2) TTRX (Turbine Temperature-Reference, Exhaust) is the calculated value of the hot gases leaving the first-stage turbine nozzles (on a Frame 5 it might be the temperature of the hot gases entering the first-stage turbine nozzle--your machine may or may not have air-cooled first-stage turbine nozzles). This is often called 'firing temperature' which is something of a misnomer because the temperature of hot combustion gases where the fuel is burning is often MUCH higher that the temperature of gases entering or leaving the first-stage turbine nozzle. Machines with conventional combustors use air entering the combustion liners through slots and holes in the liners to cool the hot gases (which can be around 3000 deg F) to something cooler which will not damage the turbine section (nozzles and buckets). Machines with DLN combustors use a very lean fuel/air mixture (bordering on unstable flame) to burn the fuel at a very low temperature that is then passed to the turbine section. This low temperature burning reduces the formation of NOx--an air pollutant--in the gas turbine exhaust.

This temperature (of the gases entering/leaving the first stage turbine nozzles) cannot be accurately measured (though technology is changing quickly!), but GE through decades of experimentation in a combustion laboratory and also by gathering data from running machines in the field has learned how to use actual gas turbine exhaust temperature and axial compressor discharge pressure to approximate (by calculation) the 'firing temperature' in order to protect the turbine section AND to optimize power output (torque--which the generator converts to amperes when supplying a load or loads). The calculated approximate value of the hot gases entering/leaving the first-stage turbine nozzles is then used as a limit to prevent damaging the turbine section with excessively hot combustion gases.

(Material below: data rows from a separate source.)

//! Implementation of the pool endpoints of the [Eth Beacon Node API].
//!
//! [Eth Beacon Node API]: https://ethereum.github.io/beacon-APIs/

use core::time::Duration;
use std::sync::Arc;

use anyhow::{Context as _, Error as AnyhowError, Result};
use axum::{extract::State, http::HeaderMap};
use chain::Controller;
use features::Feature;
use helper_functions::{accessors, misc, predicates, verifier::Verifier};
use itertools::Itertools as _;
use log::{error, warn};
use operation_pools::{
    AttestationPool, BlsToExecutionChangePool, SlashingPool, SyncCommitteePool,
    VoluntaryExitPool,
};
use p2p::{Broadcaster, GossipMessage};
use serde::Deserialize;
use serde_json::Value;
use tokio::sync::watch;
use transition_functions::{capella, unphased};
use types::{
    altair::containers::SyncCommitteeMessage,
    capella::containers::SignedBlsToExecutionChange,
    combined::{Attestation, AttesterSlashing},
    config::Config as ChainConfig,
    electra::containers::{
        Attestation as ElectraAttestation, AttesterSlashing as ElectraAttesterSlashing,
    },
    nonstandard::Phase,
    phase0::{
        containers::{
            Attestation as Phase0Attestation, AttestationData,
            AttesterSlashing as Phase0AttesterSlashing, ProposerSlashing, SignedVoluntaryExit,
        },
        primitives::{CommitteeIndex, Slot, SubnetId},
    },
    preset::Preset,
    state::BeaconState,
};

use crate::{
    error::{Error, IndexedError},
    events::{OperationEvent, OperationNotifier},
    extractors::{EthJson, EthQuery},
    misc::ETH_CONSENSUS_VERSION,
    response::EthResponse,
};

const BROADCAST_BLS_CHANGES_RATE_LIMIT: usize = 128;
const BROADCAST_BLS_CHANGES_INTERVAL: Duration = Duration::from_millis(500);

#[derive(Deserialize)]
#[serde(deny_unknown_fields)]
pub struct PoolAttestationQuery {
    slot: Option<Slot>,
    committee_index: Option<CommitteeIndex>,
}

/// `GET /eth/v1/beacon/pool/attestations`
pub async fn pool_attestations<P: Preset>(
    State(attestation_pool): State<Arc<dyn AttestationPool<P>>>,
    EthQuery(query): EthQuery<PoolAttestationQuery>,
) -> Result<EthResponse<Vec<Phase0Attestation<P>>>, Error> {
    let PoolAttestationQuery {
        slot,
        committee_index,
    } = query;

    let aggregates = attestation_pool.aggregated_attestations().await;

    let singular_attestations = attestation_pool
        .unaggregated_attestations()
        .await
        .map_err(Error::Internal)?;

    let mut attestations = vec![];

    for attestation in aggregates.into_iter().chain(singular_attestations) {
        let Attestation::Phase0(attestation) = attestation.as_ref() else {
            return Err(Error::OperationVariantMismatch);
        };

        if should_include_attestation(attestation.data, slot, committee_index) {
            attestations.push(attestation.clone());
        }
    }

    Ok(EthResponse::json(attestations))
}

/// `GET /eth/v2/beacon/pool/attestations`
pub async fn pool_attestations_v2<P: Preset>(
    State(chain_config): State<Arc<ChainConfig>>,
    State(controller): State<Arc<dyn Controller>>,
    State(attestation_pool): State<Arc<dyn AttestationPool<P>>>,
    EthQuery(query): EthQuery<PoolAttestationQuery>,
) -> Result<EthResponse<Vec<Arc<Attestation<P>>>>, Error> {
    let PoolAttestationQuery {
        slot,
        committee_index,
    } = query;

    let head_state = controller.head_state().map_err(Error::Internal)?;
    let phase = chain_config.phase_at_slot::<P>(head_state.slot());

    let aggregates = attestation_pool.aggregated_attestations().await;

    let singular_attestations = attestation_pool
        .unaggregated_attestations()
        .await
        .map_err(Error::Internal)?;

    let mut attestations = vec![];

    for attestation in aggregates.into_iter().chain(singular_attestations) {
        let expect_electra = phase >= Phase::Electra;
        let is_electra = matches!(attestation.as_ref(), Attestation::Electra(_));

        if expect_electra != is_electra {
            return Err(Error::OperationVariantMismatch);
        }

        if should_include_attestation(attestation.data(), slot, committee_index) {
            attestations.push(attestation);
        }
    }

    Ok(EthResponse::json(attestations).version(phase))
}

fn should_include_attestation(
    data: AttestationData,
    slot: Option<Slot>,
    committee_index: Option<CommitteeIndex>,
) -> bool {
    let slot_match = slot.map_or(true, |slot| data.slot == slot);
    let committee_index_match = committee_index.map_or(true, |index| data.index == index);
    slot_match && committee_index_match
}

/// `POST /eth/v1/beacon/pool/attestations`
pub async fn submit_pool_attestations<P: Preset>(
    State(controller): State<Arc<dyn Controller>>,
    State(verifier): State<Arc<dyn Verifier>>,
    State(broadcaster): State<Arc<dyn Broadcaster<P>>>,
    State(attestation_pool): State<Arc<dyn AttestationPool<P>>>,
    State(operation_notifier): State<Arc<OperationNotifier<P>>>,
    EthJson(attestations): EthJson<Vec<Value>>,
) -> Result<(), Error> {
    handle_attestations(
        controller.as_ref(),
        verifier.as_ref(),
        broadcaster.as_ref(),
        attestation_pool.as_ref(),
        &operation_notifier,
        attestations,
        Phase::Phase0,
    )
    .await
}

/// `POST /eth/v2/beacon/pool/attestations`
pub async fn submit_pool_attestations_v2<P: Preset>(
    State(controller): State<Arc<dyn Controller>>,
    State(verifier): State<Arc<dyn Verifier>>,
    State(broadcaster): State<Arc<dyn Broadcaster<P>>>,
    State(attestation_pool): State<Arc<dyn AttestationPool<P>>>,
    State(operation_notifier): State<Arc<OperationNotifier<P>>>,
    headers: HeaderMap,
    EthJson(attestations): EthJson<Vec<Value>>,
) -> Result<(), Error> {
    let phase = consensus_version_header(&headers)?;

    handle_attestations(
        controller.as_ref(),
        verifier.as_ref(),
        broadcaster.as_ref(),
        attestation_pool.as_ref(),
        &operation_notifier,
        attestations,
        phase,
    )
    .await
}

// Ingestion runs in two phases. Phase A decodes and sanity-checks every item without
// side effects, collecting failures by index, so a client can fix its whole batch at
// once. Phase B runs the side effects (notify, broadcast, insert) for the items that
// survived. The response reports broadcast failures (500) over validation failures
// (400) over success.
async fn handle_attestations<P: Preset>(
    controller: &dyn Controller,
    verifier: &dyn Verifier,
    broadcaster: &dyn Broadcaster<P>,
    attestation_pool: &dyn AttestationPool<P>,
    operation_notifier: &OperationNotifier<P>,
    json_attestations: Vec<Value>,
    phase: Phase,
) -> Result<(), Error> {
    if json_attestations.is_empty() {
        return Err(Error::EmptyBody);
    }

    let head_state = controller.head_state().map_err(Error::Internal)?;

    let (valid_attestations, failures): (Vec<_>, Vec<_>) = json_attestations
        .into_iter()
        .enumerate()
        .map(|(index, json)| {
            decode_attestation::<P>(json, phase)
                .and_then(|attestation| {
                    verifier
                        .validate_signature_encoding(attestation.signature())
                        .context("Incorrect attestation signature")?;

                    Ok((index, Arc::new(attestation)))
                })
                .map_err(|error| IndexedError { index, error })
        })
        .partition_result();

    let mut failed_broadcasts = vec![];

    for (index, attestation) in valid_attestations {
        // Only singular attestations are announced on the feed. Aggregates cannot be
        // relayed further without a selection proof.
        if !predicates::is_aggregated(&attestation) {
            operation_notifier.send(OperationEvent::UnaggregatedAttestationReceived(
                attestation.clone(),
            ));
        }

        // A post-Electra attestation with no committee bit cannot be routed at all;
        // this aborts the whole batch rather than one index.
        let committee_index = attestation
            .committee_index()
            .ok_or(Error::AttestationHasNoCommitteeBitsSet)?;

        match attestation_subnet(&head_state, &attestation, committee_index) {
            Ok(subnet_id) => {
                if let Err(error) = broadcaster
                    .broadcast_attestation(subnet_id, attestation.clone())
                    .await
                {
                    warn!("could not broadcast attestation at index {index}: {error}");
                    failed_broadcasts.push(index);
                }
            }
            Err(error) => {
                warn!("could not compute subnet for attestation at index {index}: {error}");
                failed_broadcasts.push(index);
            }
        }

        // A failed broadcast does not keep the attestation out of the pool.
        let insertion = if predicates::is_aggregated(&attestation) {
            attestation_pool.save_aggregated_attestation(attestation).await
        } else {
            attestation_pool
                .save_unaggregated_attestation(attestation)
                .await
        };

        if let Err(error) = insertion {
            error!("could not save attestation: {error}");
        }
    }

    if !failed_broadcasts.is_empty() {
        return Err(Error::AttestationsNotBroadcast(failed_broadcasts));
    }

    if !failures.is_empty() {
        return Err(Error::InvalidAttestations(failures));
    }

    Ok(())
}

fn decode_attestation<P: Preset>(json: Value, phase: Phase) -> Result<Attestation<P>> {
    let attestation = if phase >= Phase::Electra {
        serde_json::from_value::<ElectraAttestation<P>>(json).map(Into::into)
    } else {
        serde_json::from_value::<Phase0Attestation<P>>(json).map(Into::into)
    };

    attestation.context("could not convert request attestation to consensus attestation")
}

fn attestation_subnet<P: Preset>(
    state: &BeaconState,
    attestation: &Attestation<P>,
    committee_index: CommitteeIndex,
) -> Result<SubnetId> {
    let slot = attestation.data().slot;
    let epoch = misc::compute_epoch_at_slot::<P>(slot);
    let committees_per_slot = accessors::get_committee_count_per_slot::<P>(state, epoch);

    misc::compute_subnet_for_attestation::<P>(committees_per_slot, slot, committee_index)
}

/// `GET /eth/v1/beacon/pool/voluntary_exits`
pub async fn pool_voluntary_exits(
    State(voluntary_exit_pool): State<Arc<dyn VoluntaryExitPool>>,
) -> Result<EthResponse<Vec<SignedVoluntaryExit>>, Error> {
    let data = voluntary_exit_pool
        .pending_exits()
        .await
        .map_err(Error::Internal)?;

    Ok(EthResponse::json(data))
}

/// `POST /eth/v1/beacon/pool/voluntary_exits`
pub async fn submit_pool_voluntary_exit<P: Preset>(
    State(chain_config): State<Arc<ChainConfig>>,
    State(controller): State<Arc<dyn Controller>>,
    State(verifier): State<Arc<dyn Verifier>>,
    State(broadcaster): State<Arc<dyn Broadcaster<P>>>,
    State(voluntary_exit_pool): State<Arc<dyn VoluntaryExitPool>>,
    State(operation_notifier): State<Arc<OperationNotifier<P>>>,
    EthJson(signed_voluntary_exit): EthJson<Box<SignedVoluntaryExit>>,
) -> Result<(), Error> {
    let head_state = controller.head_state().map_err(Error::Internal)?;

    // Exits may name a future epoch; validity is defined against the state at that epoch.
    let epoch_start =
        misc::compute_start_slot_at_epoch::<P>(signed_voluntary_exit.message.epoch);

    let head_state = controller
        .process_slots_if_possible(head_state, epoch_start)
        .map_err(Error::UnableToProcessSlots)?;

    let validator = accessors::validator_at(&head_state, signed_voluntary_exit.message.validator_index)
        .map_err(AnyhowError::new)
        .map_err(Error::ValidatorIndexOutOfBounds)?;

    unphased::validate_voluntary_exit::<P>(
        &chain_config,
        &head_state,
        validator,
        &signed_voluntary_exit,
        verifier.as_ref(),
    )
    .map_err(Error::InvalidSignedVoluntaryExit)?;

    voluntary_exit_pool
        .insert_voluntary_exit(*signed_voluntary_exit)
        .await
        .map_err(AnyhowError::new)
        .map_err(Error::UnableToInsertIntoPool)?;

    operation_notifier.send(OperationEvent::VoluntaryExitReceived(
        signed_voluntary_exit.clone(),
    ));

    broadcaster
        .broadcast(GossipMessage::VoluntaryExit(signed_voluntary_exit))
        .await
        .map_err(Error::UnableToBroadcastVoluntaryExit)?;

    Ok(())
}

/// `POST /eth/v1/beacon/pool/sync_committees`
pub async fn submit_pool_sync_committees(
    State(sync_committee_pool): State<Arc<dyn SyncCommitteePool>>,
    EthJson(messages): EthJson<Vec<Value>>,
) -> Result<(), Error> {
    if messages.is_empty() {
        return Err(Error::EmptyBody);
    }

    let (valid_messages, failures): (Vec<_>, Vec<_>) = messages
        .into_iter()
        .enumerate()
        .map(|(index, json)| {
            serde_json::from_value::<SyncCommitteeMessage>(json)
                .context("could not convert request message to consensus message")
                .map_err(|error| IndexedError { index, error })
        })
        .partition_result();

    // The core service owns validation and relay of sync committee messages;
    // its first refusal aborts the request.
    for message in valid_messages {
        sync_committee_pool
            .submit_sync_committee_message(message)
            .await
            .map_err(Error::UnableToSubmitSyncCommitteeMessage)?;
    }

    if !failures.is_empty() {
        return Err(Error::InvalidSyncCommitteeMessages(failures));
    }

    Ok(())
}
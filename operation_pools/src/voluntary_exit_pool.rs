use std::collections::HashMap;

use anyhow::Result;
use async_trait::async_trait;
use itertools::Itertools as _;
use tokio::sync::Mutex;
use types::phase0::{containers::SignedVoluntaryExit, primitives::ValidatorIndex};

use crate::misc::{PoolError, DEFAULT_CAPACITY};

#[async_trait]
pub trait VoluntaryExitPool: Send + Sync {
    async fn insert_voluntary_exit(&self, exit: SignedVoluntaryExit) -> Result<(), PoolError>;

    async fn pending_exits(&self) -> Result<Vec<SignedVoluntaryExit>>;
}

/// In-memory staging keyed by validator index. A validator can only exit once,
/// so later submissions for the same index are ignored.
#[derive(Debug)]
pub struct MemoryVoluntaryExitPool {
    exits: Mutex<HashMap<ValidatorIndex, SignedVoluntaryExit>>,
    capacity: usize,
}

impl MemoryVoluntaryExitPool {
    #[must_use]
    pub fn with_capacity(capacity: usize) -> Self {
        Self {
            exits: Mutex::new(HashMap::new()),
            capacity,
        }
    }
}

impl Default for MemoryVoluntaryExitPool {
    fn default() -> Self {
        Self::with_capacity(DEFAULT_CAPACITY)
    }
}

#[async_trait]
impl VoluntaryExitPool for MemoryVoluntaryExitPool {
    async fn insert_voluntary_exit(&self, exit: SignedVoluntaryExit) -> Result<(), PoolError> {
        let mut exits = self.exits.lock().await;
        let index = exit.message.validator_index;

        if exits.contains_key(&index) {
            return Ok(());
        }

        if exits.len() >= self.capacity {
            return Err(PoolError::Full);
        }

        exits.insert(index, exit);
        Ok(())
    }

    async fn pending_exits(&self) -> Result<Vec<SignedVoluntaryExit>> {
        Ok(self.exits.lock().await.values().copied().collect_vec())
    }
}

TTRX is continuously calculated--even when the machine is not running. It can limit fuel flow during starting and acceleration (if the actual gas turbine exhaust temperature, signal TTXM, exceeds TTRX) and it is used when the machine is operating at Base Load (and/or Peak Load if the machine has that capability). The topic of TTRX has also been covered many times on Control.com and can be found using the Search feature of Control.com.

I'm guessing (because I don't recall ever seeing the Mark* switch to a Control Constant value of CPD if the CPD transmitter input drops below some level. I may be wrong, and I have been wrong before, but as I write this I don't have access to any application code and I do not recall the scheme. I know that when the CPD feedback drops below a certain level there is a Process Alarm and I think some other action(s) might also be initiated to prevent damage to the machine while still allowing it to operate without damage, but probably limiting the output somewhat.

But that's my recollection of TTRX's function and how it might operate in the absence of CPD feedback.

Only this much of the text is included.